» Dataset entries:
'''

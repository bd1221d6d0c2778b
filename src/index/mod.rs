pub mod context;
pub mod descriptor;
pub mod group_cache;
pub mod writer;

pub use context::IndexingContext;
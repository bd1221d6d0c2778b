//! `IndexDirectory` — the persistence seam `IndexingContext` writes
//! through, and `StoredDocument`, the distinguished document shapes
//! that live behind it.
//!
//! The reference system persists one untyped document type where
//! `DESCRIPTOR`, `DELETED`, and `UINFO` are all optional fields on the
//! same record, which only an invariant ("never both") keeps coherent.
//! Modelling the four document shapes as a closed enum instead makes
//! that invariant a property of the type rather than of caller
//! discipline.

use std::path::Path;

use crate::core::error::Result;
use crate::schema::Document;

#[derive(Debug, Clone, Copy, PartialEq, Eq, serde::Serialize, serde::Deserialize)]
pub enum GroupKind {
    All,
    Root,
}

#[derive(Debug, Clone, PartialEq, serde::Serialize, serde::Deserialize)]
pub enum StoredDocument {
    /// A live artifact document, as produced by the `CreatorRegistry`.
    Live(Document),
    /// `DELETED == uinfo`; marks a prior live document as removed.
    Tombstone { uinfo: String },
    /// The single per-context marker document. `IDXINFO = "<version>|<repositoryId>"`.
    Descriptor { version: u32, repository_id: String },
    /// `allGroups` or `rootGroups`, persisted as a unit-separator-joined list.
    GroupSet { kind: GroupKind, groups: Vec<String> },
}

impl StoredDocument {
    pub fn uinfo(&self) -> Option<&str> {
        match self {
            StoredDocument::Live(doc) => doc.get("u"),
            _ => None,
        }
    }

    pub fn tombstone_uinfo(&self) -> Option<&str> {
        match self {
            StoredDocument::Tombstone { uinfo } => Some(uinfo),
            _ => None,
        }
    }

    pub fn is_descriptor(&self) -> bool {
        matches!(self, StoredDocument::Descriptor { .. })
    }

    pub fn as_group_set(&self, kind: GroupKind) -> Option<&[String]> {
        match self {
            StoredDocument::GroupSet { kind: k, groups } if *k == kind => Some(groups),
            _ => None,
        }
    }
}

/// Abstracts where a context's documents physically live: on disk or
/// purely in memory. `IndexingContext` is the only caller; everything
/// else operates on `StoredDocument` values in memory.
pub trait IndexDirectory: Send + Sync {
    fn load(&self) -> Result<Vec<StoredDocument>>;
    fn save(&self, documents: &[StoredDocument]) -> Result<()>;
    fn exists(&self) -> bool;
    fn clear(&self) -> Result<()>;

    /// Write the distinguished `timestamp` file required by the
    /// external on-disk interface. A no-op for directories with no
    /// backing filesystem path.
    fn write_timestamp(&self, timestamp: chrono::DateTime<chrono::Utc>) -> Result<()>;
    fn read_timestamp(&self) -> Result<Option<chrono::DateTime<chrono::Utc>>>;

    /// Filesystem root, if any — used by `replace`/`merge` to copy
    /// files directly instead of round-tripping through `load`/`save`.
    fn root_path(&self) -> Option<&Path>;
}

'''

» Instructions to follow: Make an exact copy of each line, beginning at the one containing "files directly instead" and ending with the last line of the data, and of no other line.

» Task solution:
    /// files directly instead of round-tripping through `load`/`save`.
    fn root_path(&self) -> Option<&Path>;
}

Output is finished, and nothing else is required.